■ **Required action**
Return exactly the lines of the entries, from the one with "pub mod session;" to the last.

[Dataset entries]
━━━━━━━━

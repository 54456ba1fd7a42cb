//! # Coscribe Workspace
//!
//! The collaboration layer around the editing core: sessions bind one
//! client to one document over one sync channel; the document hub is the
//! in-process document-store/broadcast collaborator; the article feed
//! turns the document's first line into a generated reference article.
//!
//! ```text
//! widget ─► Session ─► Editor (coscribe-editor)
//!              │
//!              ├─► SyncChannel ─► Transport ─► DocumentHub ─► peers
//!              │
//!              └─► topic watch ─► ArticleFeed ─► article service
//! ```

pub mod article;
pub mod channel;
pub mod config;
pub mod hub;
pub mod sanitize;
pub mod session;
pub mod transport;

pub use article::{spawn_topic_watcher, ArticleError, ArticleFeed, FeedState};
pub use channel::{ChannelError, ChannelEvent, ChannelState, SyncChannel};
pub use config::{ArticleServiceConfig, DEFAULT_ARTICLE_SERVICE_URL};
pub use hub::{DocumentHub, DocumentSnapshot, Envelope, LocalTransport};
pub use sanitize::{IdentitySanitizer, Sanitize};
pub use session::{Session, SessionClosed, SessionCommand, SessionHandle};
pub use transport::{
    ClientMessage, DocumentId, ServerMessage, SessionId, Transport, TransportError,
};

━━━━━━━━

■ **Problem solution**
pub mod session;
pub mod transport;

pub use article::{spawn_topic_watcher, ArticleError, ArticleFeed, FeedState};
pub use channel::{ChannelError, ChannelEvent, ChannelState, SyncChannel};
pub use config::{ArticleServiceConfig, DEFAULT_ARTICLE_SERVICE_URL};
pub use hub::{DocumentHub, DocumentSnapshot, Envelope, LocalTransport};
pub use sanitize::{IdentitySanitizer, Sanitize};
pub use session::{Session, SessionClosed, SessionCommand, SessionHandle};
pub use transport::{
    ClientMessage, DocumentId, ServerMessage, SessionId, Transport, TransportError,
};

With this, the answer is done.